荒茶はそのままでも美味しいですが、形は不揃いで水分が多めのため長期保存には不向き。

仕上げ工程では、形をきれいに整え、長期の貯蔵ができるよう乾燥させます。

さらに、種類の違う茶葉をブレンドすることで色・香り・味のすぐれたお茶が作られます。
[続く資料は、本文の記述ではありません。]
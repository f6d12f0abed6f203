/*
 * Band-RR Scheduling Class
 *
 * A fixed-band, multi-level round-robin scheduling class with
 * starvation-avoidance aging, written for a kernel host but free of any
 * architecture code:
 *
 * - `scheduler::policies::BandRoundRobinPolicy` decides which task runs,
 *   for how long, and when it must give way
 * - `scheduler::SchedulerCore` is a ready-made host layer driving the
 *   policy for one or more scheduling domains
 *
 * The crate is `no_std` and needs only `alloc`. It installs no logger;
 * records go through the `log` facade to whatever the host set up.
 */

#![cfg_attr(not(test), no_std)]

extern crate alloc;

pub mod scheduler;

pub use scheduler::{
    BandRoundRobinPolicy, BandRunQueue, ConfigError, DispatchDecision, DomainId, Priority,
    PriorityBand, ReschedFlags, SchedClass, SchedEvent, SchedHost, SchedTunables, SchedulerCore,
    SwitchInPolicy, TaskId, TimeSliceTicks,
};
/*
 * Banded Round-Robin Scheduler
 *
 * This module implements a scheduling class that manages the tasks of a
 * fixed band of LEVELS priorities (131..=135 in the reference band).
 *
 * SCHEDULING ALGORITHM:
 * ====================
 *
 * 1. One FIFO queue per priority level; the head of the most urgent
 *    non-empty level runs next
 * 2. The running task is charged one tick per timer tick; after
 *    `timeslice` ticks it goes to the tail of its level (round-robin)
 * 3. A newly runnable task preempts the running one if it is more urgent,
 *    or if it is equally urgent and the running task's slice is used up
 * 4. Every `age_threshold` ticks, each level strictly less urgent than the
 *    running task moves one level up, so no level starves
 *
 * POLICY / MECHANISM SPLIT:
 * ========================
 *
 * - BandRoundRobinPolicy (policies::band_rr) makes every decision. It
 *   keeps per-domain state in a BandRunQueue and talks to its host only
 *   through the SchedHost trait.
 * - SchedulerCore (sched_core) is a reference host: per-domain locking,
 *   current-task tracking, reschedule flags and the pick/switch step.
 *
 * TUNABLES:
 * ========
 *
 * `timeslice` (default 100 ticks) and `age_threshold` (default 300 ticks)
 * live in a shared SchedTunables handle and may change at any time; the
 * new values apply from the next tick.
 */

pub mod config;
pub mod events;
pub mod level_queue;
pub mod policies;
pub mod run_queue;
pub mod sched_core;
pub mod task;
pub mod traits;
pub mod types;


pub use config::{ConfigError, SchedTunables, SwitchInPolicy, Tunable};
pub use events::SchedEvent;
pub use level_queue::LevelQueueSet;
pub use policies::BandRoundRobinPolicy;
pub use run_queue::{BandRunQueue, RunQueueStats};
pub use sched_core::{PerDomainState, SchedulerCore};
pub use task::TaskRecord;
pub use traits::{SchedClass, SchedHost};
pub use types::{
    DispatchDecision, DomainId, Priority, PriorityBand, ReschedFlags, TaskId, TimeSliceTicks,
    LEVELS, MIN_PRIO,
};
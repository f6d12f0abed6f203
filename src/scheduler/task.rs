/*
 * Task Records
 *
 * Per-task scheduling metadata kept by the band policy for every task the
 * host has attached to it. Queue membership itself is tracked by the
 * LevelQueueSet side map, not here, so a record never holds a link into
 * another task.
 */

use super::types::{Priority, TaskId};

/// Scheduling metadata for one attached task
#[derive(Debug, Clone, PartialEq, Eq)]
pub struct TaskRecord {
    id: TaskId,

    /// Current priority; always inside the policy's band
    priority: Priority,

    /// Ticks consumed since the last reset
    run_ticks: u32,

    /// Counted as runnable in the domain (queued or running)
    on_rq: bool,
}

impl TaskRecord {
    pub fn new(id: TaskId, priority: Priority) -> Self {
        Self {
            id,
            priority,
            run_ticks: 0,
            on_rq: false,
        }
    }

    pub fn id(&self) -> TaskId {
        self.id
    }

    pub fn priority(&self) -> Priority {
        self.priority
    }

    pub fn run_ticks(&self) -> u32 {
        self.run_ticks
    }

    pub fn on_rq(&self) -> bool {
        self.on_rq
    }

    /// True once the task has used up a slice of `timeslice` ticks
    pub fn slice_exhausted(&self, timeslice: u32) -> bool {
        self.run_ticks >= timeslice
    }

    pub(crate) fn set_priority(&mut self, priority: Priority) {
        self.priority = priority;
    }

    /// Account one tick and return the new total
    pub(crate) fn charge_tick(&mut self) -> u32 {
        self.run_ticks = self.run_ticks.saturating_add(1);
        self.run_ticks
    }

    pub(crate) fn reset_run_ticks(&mut self) {
        self.run_ticks = 0;
    }

    pub(crate) fn set_on_rq(&mut self, on_rq: bool) {
        self.on_rq = on_rq;
    }
}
荒茶を商品として洗練させる作業が仕上げ工程ですが、統一された手順がないため、おもなプロセスを順不同でご紹介します。

るい分け・切断

荒茶の大きさは一定ではありません。

数種類のふるいを使って分別し、大きな茶葉は切断して形を整えます。

入れ

お茶の品質を左右する大切な工程が火入れ。

荒茶をさらに乾燥させることで、長期の貯蔵が可能になります。

同時に、お茶独特の香りや味をさらに引き出すのも火入れの役割。

このとき生成される甘い香りや香ばしさは「火香ひか」と呼ばれ、仕上げ茶の特徴のひとつになります。

木茎やくず茶を取り除きます。

組(ごうぐみ)

数種類のお茶をブレンドし、消費者の好みに合った市販茶をつくる過程です。

お茶は品種や産地、時期によって味や香り、水色が異なります。

お茶それぞれの特徴を組み合わせることで、お茶のバリエーションもグレードも幅広くなります。

仕上げられたお茶は「仕上げ茶」と呼ばれ、包装・梱包されて流通します。

歴史と作り手のセンスが生きる美味しい日本茶

荒茶工程や仕上げ工程の繊細なプロセスを経て、見た目も味も香りもよい日本茶が生まれます。
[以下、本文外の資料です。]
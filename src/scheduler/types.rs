/*
 * Scheduler Type Definitions
 *
 * This module defines the core types shared by the banded round-robin
 * policy and the mechanism layer that drives it. They are small,
 * Copy-able values so they can cross the policy/host boundary freely.
 */

use core::fmt;

use bitflags::bitflags;

/// Number of priority levels handled by the band
pub const LEVELS: usize = 5;

/// Lowest (most urgent) priority value of the reference band
pub const MIN_PRIO: Priority = Priority(131);

/// Scheduling domain identifier
///
/// A domain is one independently scheduled unit, usually one CPU. Each
/// domain owns its own run queue; nothing but the tunables is shared.
#[derive(Debug, Copy, Clone, PartialEq, Eq, PartialOrd, Ord, Hash)]
pub struct DomainId(pub u32);

impl DomainId {
    /// Bootstrap domain (CPU 0)
    pub const BSP: DomainId = DomainId(0);

    /// Get the domain ID as a usize for indexing
    pub fn as_usize(self) -> usize {
        self.0 as usize
    }
}

impl fmt::Display for DomainId {
    fn fmt(&self, f: &mut fmt::Formatter<'_>) -> fmt::Result {
        write!(f, "Domain({})", self.0)
    }
}

/// Task identifier, assigned by the host
#[derive(Debug, Copy, Clone, PartialEq, Eq, PartialOrd, Ord, Hash)]
pub struct TaskId(pub usize);

impl fmt::Display for TaskId {
    fn fmt(&self, f: &mut fmt::Formatter<'_>) -> fmt::Result {
        write!(f, "Task({})", self.0)
    }
}

/// Task priority in the host's global numbering
///
/// Numerically smaller values are MORE urgent, the way the host numbers its
/// priorities. Use `is_more_urgent_than` instead of comparing raw values so
/// the direction is never inverted by accident.
#[derive(Debug, Copy, Clone, PartialEq, Eq, PartialOrd, Ord, Hash)]
pub struct Priority(pub i32);

impl Priority {
    /// True if `self` should run before `other`
    pub fn is_more_urgent_than(self, other: Priority) -> bool {
        self.0 < other.0
    }
}

impl fmt::Display for Priority {
    fn fmt(&self, f: &mut fmt::Formatter<'_>) -> fmt::Result {
        write!(f, "{}", self.0)
    }
}

/// Contiguous range of priorities `[min, min + LEVELS)` managed by the policy
///
/// Level index 0 maps to `min` (most urgent), level `LEVELS - 1` to the
/// least urgent priority of the band.
#[derive(Debug, Copy, Clone, PartialEq, Eq)]
pub struct PriorityBand {
    min: Priority,
}

impl PriorityBand {
    /// Band used by the reference configuration: 131..=135
    pub const REFERENCE: PriorityBand = PriorityBand { min: MIN_PRIO };

    /// Create a band starting at `min`
    pub const fn new(min: Priority) -> Self {
        Self { min }
    }

    /// Most urgent priority of the band
    pub fn min(&self) -> Priority {
        self.min
    }

    /// Least urgent priority of the band
    pub fn max(&self) -> Priority {
        Priority(self.min.0 + LEVELS as i32 - 1)
    }

    pub fn contains(&self, priority: Priority) -> bool {
        priority >= self.min && priority <= self.max()
    }

    /// Level index for `priority`, or None if it lies outside the band
    pub fn level_of(&self, priority: Priority) -> Option<usize> {
        if self.contains(priority) {
            Some((priority.0 - self.min.0) as usize)
        } else {
            None
        }
    }

    /// Level index for a priority the caller guarantees is in band
    ///
    /// # Panics
    /// If `priority` is outside the band. Queueing an out-of-band task
    /// would corrupt the fairness invariants, so this fails fast.
    pub fn level_index(&self, priority: Priority) -> usize {
        match self.level_of(priority) {
            Some(level) => level,
            None => panic!(
                "priority {} outside band [{}, {}]",
                priority,
                self.min,
                self.max()
            ),
        }
    }

    /// Priority value of level index `level`
    pub fn priority_at(&self, level: usize) -> Priority {
        assert!(level < LEVELS, "level {} outside band of {} levels", level, LEVELS);
        Priority(self.min.0 + level as i32)
    }
}

impl Default for PriorityBand {
    fn default() -> Self {
        Self::REFERENCE
    }
}

/// Time slice duration in timer ticks
#[derive(Debug, Copy, Clone, PartialEq, Eq, PartialOrd, Ord)]
pub struct TimeSliceTicks(pub u32);

impl TimeSliceTicks {
    /// Get the value as u32
    pub fn get(self) -> u32 {
        self.0
    }
}

/// Dispatch decision made by the policy
///
/// `next == None` means the band has nothing runnable and the host should
/// fall through to the next (lower) scheduling class.
#[derive(Debug, Clone, PartialEq, Eq)]
pub struct DispatchDecision {
    /// Task to run next
    pub next: Option<TaskId>,

    /// Recommended slice for the selected task
    pub timeslice: TimeSliceTicks,
}

impl DispatchDecision {
    /// Create a decision to run a specific task
    pub fn run_task(task: TaskId, timeslice: TimeSliceTicks) -> Self {
        Self {
            next: Some(task),
            timeslice,
        }
    }

    /// Create a decision with nothing to run in this band
    pub fn idle(timeslice: TimeSliceTicks) -> Self {
        Self {
            next: None,
            timeslice,
        }
    }
}

bitflags! {
    /// Why a reschedule was requested
    ///
    /// The host accumulates these until its next context switch; any
    /// non-empty set means "switch at the next opportunity".
    #[derive(Debug, Copy, Clone, PartialEq, Eq, Hash)]
    pub struct ReschedFlags: u8 {
        /// Running task consumed its full slice
        const SLICE_EXPIRED = 1 << 0;
        /// A more urgent (or equal, after slice expiry) task became runnable
        const PREEMPT       = 1 << 1;
        /// Running task gave up the CPU voluntarily
        const YIELD         = 1 << 2;
        /// A task's priority improved
        const PRIORITY      = 1 << 3;
        /// Running task blocked or left the class
        const TASK_LEFT     = 1 << 4;
    }
}
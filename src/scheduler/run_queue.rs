/*
 * Band Run Queue - per-domain state
 *
 * One BandRunQueue exists per scheduling domain. It owns the level queues,
 * the table of attached task records, the runnable count and the aging
 * tick counter. It enforces the membership invariants; scheduling
 * decisions live in the policy.
 *
 * The caller must hold exclusive access to the domain (`&mut self`); no
 * locking happens here.
 */

use alloc::collections::BTreeMap;
use alloc::vec::Vec;

use super::{
    level_queue::{LevelIter, LevelQueueSet},
    task::TaskRecord,
    types::{DomainId, Priority, PriorityBand, TaskId},
};

/// Per-domain counters, exposed for host load reporting and debugging
#[derive(Debug, Clone, Copy, Default, PartialEq, Eq)]
pub struct RunQueueStats {
    /// Ticks accounted to a running task of this band
    pub ticks: u64,
    /// Selections that returned a task
    pub picks: u64,
    /// Selections that found every level empty
    pub idle_picks: u64,
    /// Times a running task used up its slice
    pub slice_expiries: u64,
    /// Aging passes performed
    pub aging_passes: u64,
    /// Tasks moved one level up by aging
    pub tasks_aged: u64,
}

/// Run-queue state of one scheduling domain
#[derive(Debug)]
pub struct BandRunQueue {
    domain: DomainId,
    band: PriorityBand,
    queues: LevelQueueSet,
    tasks: BTreeMap<TaskId, TaskRecord>,

    /// Runnable tasks (queued or running)
    nr_running: usize,

    /// Ticks since the last aging pass
    aging_ticks: u32,

    stats: RunQueueStats,
}

impl BandRunQueue {
    pub fn new(domain: DomainId, band: PriorityBand) -> Self {
        Self {
            domain,
            band,
            queues: LevelQueueSet::new(),
            tasks: BTreeMap::new(),
            nr_running: 0,
            aging_ticks: 0,
            stats: RunQueueStats::default(),
        }
    }

    pub fn domain(&self) -> DomainId {
        self.domain
    }

    pub fn band(&self) -> PriorityBand {
        self.band
    }

    pub fn nr_running(&self) -> usize {
        self.nr_running
    }

    /// Tasks waiting in level queues (excludes a picked, running task)
    pub fn nr_queued(&self) -> usize {
        self.queues.total_len()
    }

    pub fn aging_ticks(&self) -> u32 {
        self.aging_ticks
    }

    pub fn stats(&self) -> RunQueueStats {
        self.stats
    }

    pub(crate) fn stats_mut(&mut self) -> &mut RunQueueStats {
        &mut self.stats
    }

    // ========================================================================
    // TASK RECORDS
    // ========================================================================

    /// Attach a task to this domain with an initial priority
    ///
    /// # Panics
    /// If the priority is out of band or the task is already attached.
    pub fn attach(&mut self, task: TaskId, priority: Priority) {
        assert!(
            self.band.contains(priority),
            "{} priority {} outside band [{}, {}]",
            task,
            priority,
            self.band.min(),
            self.band.max()
        );
        if self.tasks.contains_key(&task) {
            panic!("{} already attached to {}", task, self.domain);
        }
        self.tasks.insert(task, TaskRecord::new(task, priority));
    }

    /// Drop the record of a task that is no longer runnable here
    ///
    /// # Panics
    /// If the task is unattached or still counted as runnable.
    pub fn detach(&mut self, task: TaskId) -> TaskRecord {
        let record = match self.tasks.remove(&task) {
            Some(record) => record,
            None => panic!("detach of unattached {} on {}", task, self.domain),
        };
        assert!(!record.on_rq(), "detach of runnable {}", task);
        record
    }

    pub fn is_attached(&self, task: TaskId) -> bool {
        self.tasks.contains_key(&task)
    }

    pub fn get(&self, task: TaskId) -> Option<&TaskRecord> {
        self.tasks.get(&task)
    }

    pub(crate) fn get_mut(&mut self, task: TaskId) -> Option<&mut TaskRecord> {
        self.tasks.get_mut(&task)
    }

    /// Record of a task the caller guarantees is attached
    pub fn record(&self, task: TaskId) -> &TaskRecord {
        match self.tasks.get(&task) {
            Some(record) => record,
            None => panic!("{} not attached to {}", task, self.domain),
        }
    }

    pub(crate) fn record_mut(&mut self, task: TaskId) -> &mut TaskRecord {
        match self.tasks.get_mut(&task) {
            Some(record) => record,
            None => panic!("{} not attached to {}", task, self.domain),
        }
    }

    // ========================================================================
    // QUEUE MEMBERSHIP
    // ========================================================================

    /// Make `task` runnable: append it to its level and count it
    ///
    /// # Panics
    /// If the task is unattached or already runnable.
    pub(crate) fn push_task(&mut self, task: TaskId) {
        let record = self.record(task);
        assert!(!record.on_rq(), "double enqueue of {}", task);
        let level = self.band.level_index(record.priority());

        self.queues.push_back(level, task);
        self.record_mut(task).set_on_rq(true);
        self.nr_running += 1;
    }

    /// Make `task` non-runnable: unlink it (if queued) and uncount it
    ///
    /// # Panics
    /// If the task is unattached or not runnable.
    pub(crate) fn pull_task(&mut self, task: TaskId) {
        assert!(self.record(task).on_rq(), "dequeue of non-runnable {}", task);

        self.queues.remove(task);
        self.record_mut(task).set_on_rq(false);
        self.nr_running -= 1;
    }

    /// Put a runnable, unqueued task back at the head of its level
    pub(crate) fn restore_head(&mut self, task: TaskId) {
        let level = self.restore_level(task);
        self.queues.push_front(level, task);
    }

    /// Put a runnable, unqueued task back at the tail of its level
    pub(crate) fn restore_tail(&mut self, task: TaskId) {
        let level = self.restore_level(task);
        self.queues.push_back(level, task);
    }

    fn restore_level(&self, task: TaskId) -> usize {
        let record = self.record(task);
        assert!(record.on_rq(), "restore of non-runnable {}", task);
        self.band.level_index(record.priority())
    }

    /// Remove and return the oldest task of the most urgent non-empty level
    ///
    /// The task stays runnable; it is simply no longer waiting.
    pub(crate) fn take_head(&mut self) -> Option<TaskId> {
        let level = self.queues.first_non_empty()?;
        self.queues.pop_front(level)
    }

    /// Move every task queued at `level` to the tail of `level - 1`
    ///
    /// Arrival order among the moved tasks is preserved and each record
    /// takes the priority of its new level. Returns the moved tasks.
    pub(crate) fn promote_level(&mut self, level: usize) -> Vec<TaskId> {
        assert!(level > 0, "level 0 cannot be promoted");
        let new_priority = self.band.priority_at(level - 1);

        let mut moved = Vec::with_capacity(self.queues.len(level));
        while let Some(task) = self.queues.pop_front(level) {
            self.queues.push_back(level - 1, task);
            self.record_mut(task).set_priority(new_priority);
            moved.push(task);
        }
        moved
    }

    /// Level currently holding `task`, None when running or not runnable
    pub fn queued_level(&self, task: TaskId) -> Option<usize> {
        self.queues.level_of(task)
    }

    pub fn is_queued(&self, task: TaskId) -> bool {
        self.queues.contains(task)
    }

    /// Tasks waiting at `level`, oldest first
    pub fn queued_at(&self, level: usize) -> LevelIter<'_> {
        self.queues.iter(level)
    }

    // ========================================================================
    // AGING CLOCK
    // ========================================================================

    /// Advance the aging clock by one tick and return the new value
    pub(crate) fn advance_aging(&mut self) -> u32 {
        self.aging_ticks = self.aging_ticks.saturating_add(1);
        self.aging_ticks
    }

    pub(crate) fn reset_aging(&mut self) {
        self.aging_ticks = 0;
    }
}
絶妙なタイミングやバランスが必要になるため、マニュアル作業だけでは実現できない職人技といえるでしょう。

わたしたちが何気なく飲んでいる日本茶には、時代を越えて受け継がれたノウハウと、作り手ひとりひとりの経験やセンスが生きています。

日本茶ができる過程を知ると、1杯のお茶がますます味わい深くなるのではないでしょうか。